Thank John_F for the current picture of Smithy Street( Or was it Redmans Road?) Quite spooky seeing it looking just the same in 2007.

I was @ King Teds from Sept 63 to July 64.
Remember the daily tube run from Gloucester Road. I think the Halls of Residence on the corner of Cromwell and Gloucester Road became a Nat West Bank.

Remember Weekends up the West End at the Marquee and 100 club- Two Eyes Coffee Bar and Groups like the Yardbirds & The Animals - We used to climb back in "after hours" through the boot room basement window - Left open by the duty cadet! Great espirit de cour...........

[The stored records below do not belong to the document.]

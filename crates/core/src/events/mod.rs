//! Domain events module.
//!
//! Provides domain event types and the sink trait for emitting events after
//! successful ledger mutations. External observers (deal-stage updates,
//! dashboards, metrics refresh) implement the sink; the ledger itself never
//! depends on them.

mod domain_event;
mod sink;

pub use domain_event::*;
pub use sink::*;
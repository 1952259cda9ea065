//! SQLite storage implementation for allocations.

mod model;
mod repository;

pub use model::AllocationDB;
pub use repository::AllocationRepository;
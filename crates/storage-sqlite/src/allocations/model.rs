//! Database models for allocations.

use chrono::NaiveDateTime;
use diesel::prelude::*;
use serde::{Deserialize, Serialize};

use fundledger_core::allocations::Allocation;

use crate::conversion::{parse_amount, parse_decimal};
use crate::errors::StorageError;

/// Database model for allocations.
///
/// Amount columns are decimal strings; `TryFrom` parses them back into
/// `Amount` and fails on corrupted rows instead of guessing.
#[derive(
    Queryable,
    Identifiable,
    Insertable,
    AsChangeset,
    Selectable,
    PartialEq,
    Serialize,
    Deserialize,
    Debug,
    Clone,
)]
#[diesel(table_name = crate::schema::allocations)]
#[diesel(check_for_backend(diesel::sqlite::Sqlite))]
#[serde(rename_all = "camelCase")]
pub struct AllocationDB {
    pub id: String,
    pub fund_id: String,
    pub deal_id: String,
    pub committed_amount: String,
    pub called_amount: String,
    pub funded_amount: String,
    pub security_type: Option<String>,
    pub portfolio_weight: Option<String>,
    pub notes: Option<String>,
    pub written_off_at: Option<NaiveDateTime>,
    pub created_at: NaiveDateTime,
    pub updated_at: NaiveDateTime,
}

impl TryFrom<AllocationDB> for Allocation {
    type Error = StorageError;

    fn try_from(db: AllocationDB) -> Result<Self, Self::Error> {
        Ok(Allocation {
            committed_amount: parse_amount("committed_amount", &db.committed_amount)?,
            called_amount: parse_amount("called_amount", &db.called_amount)?,
            funded_amount: parse_amount("funded_amount", &db.funded_amount)?,
            portfolio_weight: db
                .portfolio_weight
                .as_deref()
                .map(|w| parse_decimal("portfolio_weight", w))
                .transpose()?,
            id: db.id,
            fund_id: db.fund_id,
            deal_id: db.deal_id,
            security_type: db.security_type,
            notes: db.notes,
            written_off_at: db.written_off_at,
            created_at: db.created_at,
            updated_at: db.updated_at,
        })
    }
}

impl From<&Allocation> for AllocationDB {
    fn from(domain: &Allocation) -> Self {
        Self {
            id: domain.id.clone(),
            fund_id: domain.fund_id.clone(),
            deal_id: domain.deal_id.clone(),
            committed_amount: domain.committed_amount.to_string(),
            called_amount: domain.called_amount.to_string(),
            funded_amount: domain.funded_amount.to_string(),
            security_type: domain.security_type.clone(),
            portfolio_weight: domain.portfolio_weight.map(|w| w.to_string()),
            notes: domain.notes.clone(),
            written_off_at: domain.written_off_at,
            created_at: domain.created_at,
            updated_at: domain.updated_at,
        }
    }
}
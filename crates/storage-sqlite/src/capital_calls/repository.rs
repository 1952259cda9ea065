use std::sync::Arc;

use chrono::{NaiveDate, Utc};
use diesel::prelude::*;
use diesel::SqliteConnection;

use fundledger_core::capital_calls::{CapitalCall, CapitalCallRepositoryTrait};
use fundledger_core::db::DbPool;
use fundledger_core::money::Amount;
use fundledger_core::{Error, Result};

use super::model::CapitalCallDB;
use crate::db::get_connection;
use crate::errors::{IntoCore, StorageError};
use crate::schema::capital_calls;
use crate::schema::capital_calls::dsl::*;

pub struct CapitalCallRepository {
    pool: Arc<DbPool>,
}

impl CapitalCallRepository {
    pub fn new(pool: Arc<DbPool>) -> Self {
        CapitalCallRepository { pool }
    }

    fn get_impl(call_id: &str, conn: &mut SqliteConnection) -> Result<CapitalCall> {
        let row = capital_calls
            .find(call_id)
            .first::<CapitalCallDB>(conn)
            .optional()
            .into_core()?
            .ok_or_else(|| Error::not_found("capital call", call_id))?;
        CapitalCall::try_from(row).into_core()
    }

    fn list_impl(owner: &str, conn: &mut SqliteConnection) -> Result<Vec<CapitalCall>> {
        let rows = capital_calls
            .filter(allocation_id.eq(owner))
            .order(call_date.asc())
            .load::<CapitalCallDB>(conn)
            .map_err(StorageError::from)?;
        rows.into_iter()
            .map(|row| CapitalCall::try_from(row).into_core())
            .collect()
    }
}

impl CapitalCallRepositoryTrait for CapitalCallRepository {
    fn get_by_id(&self, call_id: &str) -> Result<CapitalCall> {
        let mut conn = get_connection(&self.pool)?;
        Self::get_impl(call_id, &mut conn)
    }

    fn list_for_allocation(&self, owner: &str) -> Result<Vec<CapitalCall>> {
        let mut conn = get_connection(&self.pool)?;
        Self::list_impl(owner, &mut conn)
    }

    fn list_overdue(&self, as_of: NaiveDate) -> Result<Vec<CapitalCall>> {
        let mut conn = get_connection(&self.pool)?;
        // Amounts are TEXT columns, so the paid-vs-called comparison happens
        // in Rust after the date filter narrows the rows.
        let rows = capital_calls
            .filter(due_date.lt(as_of))
            .order(due_date.asc())
            .load::<CapitalCallDB>(&mut conn)
            .map_err(StorageError::from)?;
        let calls: Result<Vec<CapitalCall>> = rows
            .into_iter()
            .map(|row| CapitalCall::try_from(row).into_core())
            .collect();
        Ok(calls?.into_iter().filter(|c| c.is_open()).collect())
    }

    fn get_in_transaction(
        &self,
        call_id: &str,
        conn: &mut SqliteConnection,
    ) -> Result<CapitalCall> {
        Self::get_impl(call_id, conn)
    }

    fn list_for_allocation_in_transaction(
        &self,
        owner: &str,
        conn: &mut SqliteConnection,
    ) -> Result<Vec<CapitalCall>> {
        Self::list_impl(owner, conn)
    }

    fn find_by_idempotency_key_in_transaction(
        &self,
        key: &str,
        conn: &mut SqliteConnection,
    ) -> Result<Option<CapitalCall>> {
        let row = capital_calls
            .filter(idempotency_key.eq(key))
            .first::<CapitalCallDB>(conn)
            .optional()
            .into_core()?;
        row.map(|r| CapitalCall::try_from(r).into_core()).transpose()
    }

    fn create_in_transaction(
        &self,
        call: CapitalCall,
        conn: &mut SqliteConnection,
    ) -> Result<CapitalCall> {
        let row = CapitalCallDB::from(&call);
        let inserted = diesel::insert_into(capital_calls::table)
            .values(&row)
            .returning(CapitalCallDB::as_returning())
            .get_result::<CapitalCallDB>(conn)
            .map_err(StorageError::from)?;
        CapitalCall::try_from(inserted).into_core()
    }

    fn update_paid_amount_in_transaction(
        &self,
        call_id: &str,
        paid: Amount,
        conn: &mut SqliteConnection,
    ) -> Result<()> {
        diesel::update(capital_calls.find(call_id))
            .set((
                paid_amount.eq(paid.to_string()),
                updated_at.eq(Utc::now().naive_utc()),
            ))
            .execute(conn)
            .into_core()?;
        Ok(())
    }
}
//! Reconciliation module.
//!
//! The integrity engine inspects the ledger for broken invariants and
//! repairs what can be repaired deterministically. It follows a check-based
//! architecture:
//!
//! ```text
//! IntegrityService → [Checks] → IntegrityViolation[]
//!      ↓
//! report() (dry run)  /  repair() (per-allocation transactions)
//! ```
//!
//! - **Models** (`model.rs`) - Severity, IntegrityViolation, IntegrityReport,
//!   RepairSummary
//! - **Traits** (`traits.rs`) - check and repository interfaces, plus the
//!   `LedgerSnapshot` the checks analyze
//! - **Checks** (`checks/`) - aggregate drift, duplicate allocations,
//!   orphaned payments
//! - **Validator** (`validator.rs`) - pure row-level predicates shared by
//!   the checks and the write paths
//! - **Service** (`service.rs`) - orchestrates checks and repairs
//!
//! Violations are logged and returned as structured values; read paths never
//! throw on broken existing data.

pub mod checks;
pub mod model;
pub mod service;
pub mod traits;
pub mod validator;

#[cfg(test)]
mod tests;

pub use checks::{AggregateDriftCheck, DuplicateAllocationCheck, OrphanedPaymentCheck};
pub use model::{
    IntegrityCategory, IntegrityReport, IntegrityViolation, RepairSummary, Severity,
};
pub use service::IntegrityService;
pub use traits::{
    IntegrityCheck, IntegrityRepositoryTrait, IntegrityServiceTrait, LedgerSnapshot,
};
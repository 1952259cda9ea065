use chrono::Utc;
use log::{debug, info, warn};
use std::sync::Arc;

use super::payments_model::{
    net_paid, unreversed_remainder, NewPayment, Payment, PaymentKind, PaymentOutcome,
};
use super::payments_traits::{PaymentRepositoryTrait, PaymentServiceTrait};
use crate::allocations::AllocationRepositoryTrait;
use crate::capital_calls::{CapitalCall, CapitalCallRepositoryTrait};
use crate::db::{with_write_retry, DbTransactionExecutor};
use crate::errors::ValidationError;
use crate::events::{DomainEvent, DomainEventSink};
use crate::lifecycle::{self, AllocationSnapshot, CallSnapshot};
use crate::money::Amount;
use crate::{Error, Result};

/// Service for recording payments and reversals.
///
/// Both operations load the call and its owning allocation inside one
/// write-locked transaction, validate through the state machine (including
/// the no-open-call rule), insert the record, and recompute the call's and
/// allocation's aggregates before committing.
pub struct PaymentService<E: DbTransactionExecutor + Send + Sync> {
    payment_repository: Arc<dyn PaymentRepositoryTrait>,
    call_repository: Arc<dyn CapitalCallRepositoryTrait>,
    allocation_repository: Arc<dyn AllocationRepositoryTrait>,
    event_sink: Arc<dyn DomainEventSink>,
    transaction_executor: E,
}

impl<E: DbTransactionExecutor + Send + Sync> PaymentService<E> {
    /// Creates a new PaymentService instance.
    pub fn new(
        payment_repository: Arc<dyn PaymentRepositoryTrait>,
        call_repository: Arc<dyn CapitalCallRepositoryTrait>,
        allocation_repository: Arc<dyn AllocationRepositoryTrait>,
        event_sink: Arc<dyn DomainEventSink>,
        transaction_executor: E,
    ) -> Self {
        Self {
            payment_repository,
            call_repository,
            allocation_repository,
            event_sink,
            transaction_executor,
        }
    }

    /// Recomputes the allocation-level aggregates from the call rows, with
    /// the target call's paid amount replaced by its freshly netted value.
    fn allocation_aggregates(
        calls: &[CapitalCall],
        target_call_id: &str,
        target_paid: Amount,
    ) -> Result<(Amount, Amount, usize)> {
        let called = Amount::sum(calls.iter().map(|c| c.call_amount))?;
        let mut funded = Amount::ZERO;
        let mut open_calls = 0usize;
        for call in calls {
            let paid = if call.id == target_call_id {
                target_paid
            } else {
                call.paid_amount
            };
            if paid < call.call_amount {
                open_calls += 1;
            }
            funded = funded.checked_add(paid)?;
        }
        Ok((called, funded, open_calls))
    }
}

#[async_trait::async_trait]
impl<E: DbTransactionExecutor + Send + Sync> PaymentServiceTrait for PaymentService<E> {
    async fn record_payment(&self, new_payment: NewPayment) -> Result<PaymentOutcome> {
        new_payment.validate()?;
        debug!(
            "Recording payment of {} against call {}",
            new_payment.amount, new_payment.capital_call_id
        );

        let payment_repository = self.payment_repository.clone();
        let call_repository = self.call_repository.clone();
        let allocation_repository = self.allocation_repository.clone();

        let outcome = with_write_retry("record_payment", || {
            let payment_repository = payment_repository.clone();
            let call_repository = call_repository.clone();
            let allocation_repository = allocation_repository.clone();
            let new_payment = new_payment.clone();

            self.transaction_executor.execute(move |conn| {
                let call =
                    call_repository.get_in_transaction(&new_payment.capital_call_id, conn)?;
                let allocation =
                    allocation_repository.get_in_transaction(&call.allocation_id, conn)?;

                if let Some(key) = &new_payment.idempotency_key {
                    if let Some(existing) =
                        payment_repository.find_by_idempotency_key_in_transaction(key, conn)?
                    {
                        return Ok::<_, Error>(PaymentOutcome::new(existing, call, allocation, true));
                    }
                }

                // The payments table is the source of truth for the target
                // call; the sibling calls contribute their maintained caches.
                let records =
                    payment_repository.list_for_call_in_transaction(&call.id, conn)?;
                let paid = net_paid(&records)?;
                let calls = call_repository
                    .list_for_allocation_in_transaction(&allocation.id, conn)?;
                let (called, funded, open_calls) =
                    Self::allocation_aggregates(&calls, &call.id, paid)?;
                if called != allocation.called_amount || funded != allocation.funded_amount {
                    warn!(
                        "Aggregate drift on allocation {}: cached called/funded {}/{} vs recomputed {}/{}; using recomputed values",
                        allocation.id,
                        allocation.called_amount,
                        allocation.funded_amount,
                        called,
                        funded
                    );
                }

                let snapshot = AllocationSnapshot {
                    allocation_id: allocation.id.clone(),
                    committed: allocation.committed_amount,
                    called,
                    funded,
                    written_off: allocation.written_off_at.is_some(),
                };
                let call_snapshot = CallSnapshot {
                    call_id: call.id.clone(),
                    allocation_id: call.allocation_id.clone(),
                    call_amount: call.call_amount,
                    paid_amount: paid,
                };
                let transition = lifecycle::validate_payment(
                    &snapshot,
                    &call_snapshot,
                    open_calls,
                    new_payment.amount,
                )?;

                let amount = new_payment.amount;
                let payment =
                    payment_repository.create_in_transaction(new_payment.into_payment(), conn)?;
                call_repository.update_paid_amount_in_transaction(
                    &call.id,
                    paid.checked_add(amount)?,
                    conn,
                )?;
                allocation_repository.update_aggregates_in_transaction(
                    &allocation.id,
                    transition.called,
                    transition.funded,
                    conn,
                )?;

                let call = call_repository.get_in_transaction(&call.id, conn)?;
                let allocation =
                    allocation_repository.get_in_transaction(&allocation.id, conn)?;
                Ok(PaymentOutcome::new(payment, call, allocation, false))
            })
        })?;

        if !outcome.idempotent_replay {
            self.emit_changed(&outcome);
        }
        Ok(outcome)
    }

    async fn reverse_payment(
        &self,
        payment_id: &str,
        amount: Amount,
        reason: &str,
    ) -> Result<PaymentOutcome> {
        if amount.is_zero() {
            return Err(ValidationError::NonPositiveAmount(amount.to_string()).into());
        }

        let payment_repository = self.payment_repository.clone();
        let call_repository = self.call_repository.clone();
        let allocation_repository = self.allocation_repository.clone();
        let id = payment_id.to_string();

        let outcome = with_write_retry("reverse_payment", || {
            let payment_repository = payment_repository.clone();
            let call_repository = call_repository.clone();
            let allocation_repository = allocation_repository.clone();
            let id = id.clone();

            self.transaction_executor.execute(move |conn| {
                let original = payment_repository.get_in_transaction(&id, conn)?;
                if original.kind == PaymentKind::Reversal {
                    return Err::<PaymentOutcome, Error>(ValidationError::InvalidInput(
                        "a reversal cannot itself be reversed".to_string(),
                    )
                    .into());
                }

                let call =
                    call_repository.get_in_transaction(&original.capital_call_id, conn)?;
                let allocation =
                    allocation_repository.get_in_transaction(&call.allocation_id, conn)?;

                let records =
                    payment_repository.list_for_call_in_transaction(&call.id, conn)?;
                let paid = net_paid(&records)?;
                let remaining = unreversed_remainder(&original, &records)?;
                let calls = call_repository
                    .list_for_allocation_in_transaction(&allocation.id, conn)?;
                let (called, funded, _) =
                    Self::allocation_aggregates(&calls, &call.id, paid)?;

                let snapshot = AllocationSnapshot {
                    allocation_id: allocation.id.clone(),
                    committed: allocation.committed_amount,
                    called,
                    funded,
                    written_off: allocation.written_off_at.is_some(),
                };
                let call_snapshot = CallSnapshot {
                    call_id: call.id.clone(),
                    allocation_id: call.allocation_id.clone(),
                    call_amount: call.call_amount,
                    paid_amount: paid,
                };
                let transition = lifecycle::validate_reversal(
                    &snapshot,
                    &call_snapshot,
                    &original.id,
                    remaining,
                    amount,
                )?;

                let reversal = Payment {
                    id: uuid::Uuid::new_v4().to_string(),
                    capital_call_id: call.id.clone(),
                    amount,
                    payment_date: Utc::now().date_naive(),
                    kind: PaymentKind::Reversal,
                    reverses_payment_id: Some(original.id.clone()),
                    tx_ref: None,
                    idempotency_key: None,
                    created_at: Utc::now().naive_utc(),
                };
                let reversal = payment_repository.create_in_transaction(reversal, conn)?;
                call_repository.update_paid_amount_in_transaction(
                    &call.id,
                    paid.checked_sub(amount)?,
                    conn,
                )?;
                allocation_repository.update_aggregates_in_transaction(
                    &allocation.id,
                    transition.called,
                    transition.funded,
                    conn,
                )?;

                let call = call_repository.get_in_transaction(&call.id, conn)?;
                let allocation =
                    allocation_repository.get_in_transaction(&allocation.id, conn)?;
                Ok(PaymentOutcome::new(reversal, call, allocation, false))
            })
        })?;

        info!(
            "Reversed {} of payment {} on call {} ({})",
            amount, payment_id, outcome.call.id, reason
        );
        self.emit_changed(&outcome);
        Ok(outcome)
    }

    fn get_payment(&self, payment_id: &str) -> Result<Payment> {
        self.payment_repository.get_by_id(payment_id)
    }

    fn get_payments_for_call(&self, capital_call_id: &str) -> Result<Vec<Payment>> {
        self.payment_repository.list_for_call(capital_call_id)
    }
}

impl<E: DbTransactionExecutor + Send + Sync> PaymentService<E> {
    fn emit_changed(&self, outcome: &PaymentOutcome) {
        self.event_sink.emit(DomainEvent::payments_changed(
            outcome.allocation.id.clone(),
            outcome.call.id.clone(),
            vec![outcome.payment.id.clone()],
            outcome.status,
        ));
    }
}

A great year learnt a lot with Engineering/Science @ Poplar Tech, Rowing Whalers @ Millwall Docks, Motor Boating on board the "Cabot"@ HQS Wellington- Embankment and of course sea/river training on board "Glen Strathallen ( Lots of pictures of her on this site & The her engine in the Science Museum now). Remember anchor watches in the Thames Estuary peeling spuds and drinking cocoa in the small hours.

Cannot remember any of the Masters except the Principal Captain Smith ( Wore a Bowler Hat) and Captain Whelan?

Great start to a career at sea with the benefot of 6 months seatime remission............. Good to hear from some of the other students.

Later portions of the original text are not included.